Service charges and other fees on deposit accounts, which are based on the recovery of costs associated with services provided, comprised the largest portion of Peoples’ second quarter non-interest revenue. The following table details Peoples’ deposit account service charges:
| Three Months Ended | | Nine Months Ended |
| September 30, | | June 30, | | September 30, | | September 30, |
(Dollars in thousands) | 2007 | | 2007 | | 2006 | | 2007 | | 2006 |
Overdraft fees | $ 1,796 | | $ 1,725 | | $ 1,850 | | $ 5,027 | | $ 5,166 |
Non-sufficient funds fees | 538 | | 493 | | 578 | | 1,468 | | 1,582 |
Other fees and charges | 228 | | 227 | | 254 | | 880 | | 999 |
Total deposit account service charges | $ 2,562 | | $ 2,445 | | $ 2,682 | | $ 7,375 | | $ 7,747 |
Although down year-over-year, deposit account service charges increased 5% in the third quarter of 2007 versus the prior quarter from ongoing efforts to limit fee waivers. While management believes Peoples’ ongoing efforts to grow core deposits and add new customers could have a positive impact on future deposit account service charges, the amount of deposit account service charges ultimately recognized by Peoples each quarter, particularly overdraft and non-sufficient funds fees, is largely dependent on the timing and volume of customer activity.

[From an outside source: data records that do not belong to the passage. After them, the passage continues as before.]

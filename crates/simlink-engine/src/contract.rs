//! The collaborator contract the dispatch core calls against.
//!
//! An engine value is the session's handle: creating it is
//! [`EngineFactory::create`], destroying it is dropping it. All methods
//! may be called repeatedly for as long as the value lives.

use std::collections::BTreeSet;

use simlink_types::{NodeId, NodeState, Position};

use crate::error::EngineError;

/// A stateful gradient simulation over a graph of nodes.
///
/// Values are finite numbers or [`simlink_types::UNREACHABLE`].
pub trait GradientEngine: Send {
    /// Number of nodes in the graph.
    fn node_count(&self) -> usize;

    /// Mark or unmark a node as a gradient source.
    fn set_source(&mut self, node: NodeId, is_source: bool) -> Result<(), EngineError>;

    /// Unmark every source.
    fn clear_sources(&mut self);

    /// Advance the simulation by `rounds` rounds.
    fn step(&mut self, rounds: u32);

    /// Current value of one node.
    fn value(&self, node: NodeId) -> Result<f64, EngineError>;

    /// Ids of the nodes currently linked to `node`.
    fn neighborhood(&self, node: NodeId) -> Result<BTreeSet<NodeId>, EngineError>;

    /// Move a node.
    fn update_position(&mut self, node: NodeId, position: Position) -> Result<(), EngineError>;

    /// Current value of every node, in node id order.
    fn values(&self) -> Vec<f64>;
}

/// Creates engines for new sessions.
pub trait EngineFactory: Send + Sync {
    /// Create an engine with `node_count` nodes linked within `max_distance`.
    fn create(
        &self,
        node_count: u32,
        max_distance: f64,
    ) -> Result<Box<dyn GradientEngine>, EngineError>;
}

/// Value and neighborhood of every node, in node id order.
pub fn node_states(engine: &dyn GradientEngine) -> Vec<NodeState> {
    engine
        .values()
        .into_iter()
        .zip(0u32..)
        .map(|(value, id)| NodeState {
            value,
            neighbors: engine
                .neighborhood(NodeId(id))
                .map(|set| set.into_iter().collect())
                .unwrap_or_default(),
        })
        .collect()
}
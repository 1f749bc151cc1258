//! Synchronous client for the simlink control protocol.
//!
//! [`SimClient`] owns one TCP connection. Sends are plain blocking writes
//! on the caller's thread; a background thread moves every received line
//! into an inbox, and [`SimClient::poll`] drains that inbox on the
//! caller's schedule (typically once per frame), decoding each line and
//! invoking the registered handlers.
//!
//! Every `step` carries a fresh request id. When its state update comes
//! back the client records three latency samples:
//!
//! - `step.socket.send` -- writing the request line
//! - `step.socket.parse` -- decoding the response line
//! - `step.socket.wait` -- from send to end of decode
//!
//! # Modules
//!
//! - [`transport`] -- Socket, receive thread, inbox, and handlers
//! - [`correlator`] -- Request id assignment and pending table
//! - [`config`] -- Environment-based client and probe settings
//! - [`error`] -- Client error type

pub mod config;
pub mod correlator;
pub mod error;
pub mod transport;

pub use config::{ClientConfig, DEFAULT_JOIN_TIMEOUT, DEFAULT_MAX_MESSAGES, ProbeConfig};
pub use correlator::{DEFAULT_MAX_PENDING, PendingRequests};
pub use error::ClientError;
pub use transport::{
    CommandSender, Inbound, STEP_SOCKET_PARSE, STEP_SOCKET_SEND, STEP_SOCKET_WAIT, SimClient,
    StateUpdate,
};
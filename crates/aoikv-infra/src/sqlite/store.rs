//! SQLite document store.
//!
//! Implements `DocumentStore` from `aoikv-core`: hands out one
//! [`SqliteCollection`] per valid table name, all sharing one pool.

use aoikv_core::storage::collection::DocumentStore;
use aoikv_types::error::RepositoryError;
use aoikv_types::storage::is_valid_table_name;

use super::collection::SqliteCollection;
use super::pool::DatabasePool;

/// SQLite-backed implementation of `DocumentStore`.
pub struct SqliteStore {
    pool: DatabasePool,
}

impl SqliteStore {
    /// Create a new store backed by the given database pool.
    pub fn new(pool: DatabasePool) -> Self {
        Self { pool }
    }

    /// Create a store whose pool connects on first use.
    pub fn connect_lazy(database_url: &str) -> Result<Self, RepositoryError> {
        let pool = DatabasePool::connect_lazy(database_url)
            .map_err(|e| RepositoryError::InvalidUrl(e.to_string()))?;
        Ok(Self::new(pool))
    }
}

impl DocumentStore for SqliteStore {
    type Collection = SqliteCollection;

    fn collection(&self, name: &str) -> Result<SqliteCollection, RepositoryError> {
        if !is_valid_table_name(name) {
            return Err(RepositoryError::InvalidTableName(name.to_string()));
        }
        Ok(SqliteCollection::new(name, self.pool.clone()))
    }
}

#[cfg(test)]
mod tests {
    use super::*;
    use aoikv_core::storage::collection::Collection;

    fn test_url() -> String {
        let dir = tempfile::tempdir().unwrap();
        let url = format!("sqlite://{}?mode=rwc", dir.path().join("store.db").display());
        std::mem::forget(dir);
        url
    }

    #[tokio::test]
    async fn test_collection_for_valid_name() {
        let store = SqliteStore::connect_lazy(&test_url()).unwrap();
        let economy = store.collection("economy").unwrap();
        assert_eq!(economy.name(), "economy");
    }

    #[tokio::test]
    async fn test_collection_rejects_invalid_name() {
        let store = SqliteStore::connect_lazy(&test_url()).unwrap();
        assert!(matches!(
            store.collection("economy\"; DROP TABLE x; --"),
            Err(RepositoryError::InvalidTableName(_))
        ));
        assert!(store.collection("").is_err());
    }

    #[tokio::test]
    async fn test_malformed_url_reports_reason() {
        let dir = tempfile::tempdir().unwrap();
        let url = format!("sqlite://{}?mode=bogus", dir.path().join("store.db").display());

        match SqliteStore::connect_lazy(&url) {
            Err(RepositoryError::InvalidUrl(reason)) => assert!(reason.contains("bogus")),
            Err(other) => panic!("unexpected error: {other}"),
            Ok(_) => panic!("malformed url accepted"),
        }
    }
}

Insurance commissions also comprise a significant portion of Peoples’ total non-interest income. The following table details Peoples’ insurance commissions:
| Three Months Ended | | Nine Months Ended |
| September 30, | | June 30, | | September 30, | | September 30, |
(Dollars in thousands) | 2007 | | 2007 | | 2006 | | 2007 | | 2006 |
Property and casualty insurance | $ 2,003 | | $ 2,178 | | $ 1,840 | | $ 6,167 | | $ 5,856 |
Life and health insurance | 147 | | 168 | | 135 | | 455 | | 423 |
Credit life and A&H insurance | 41 | | 51 | | 47 | | 122 | | 128 |
Contingent performance based commissions | 8 | | 12 | | – | | 815 | | 1,041 |
Total insurance commissions | $ 2,199 | | $ 2,409 | | $ 2,022 | | $ 7,559 | | $ 7,448 |
Property and casualty insurance sales commissions have grown year-over-year as increased production more than offset the impact of lower pricing margins within the insurance industry. Compared to the second quarter 2007, insurance income decreased slightly in the third quarter, due to normal seasonality of annual policy renewals. On a year-to-date basis, the increase in insurance commissions was tempered by lower revenue from performance based commission income. The bulk of this income is earned annually by Peoples during the first quarter and is based on a combination of factors, including loss experience of insurance policies sold, production volumes and overall financial performance of the insurance industry during the preceding year.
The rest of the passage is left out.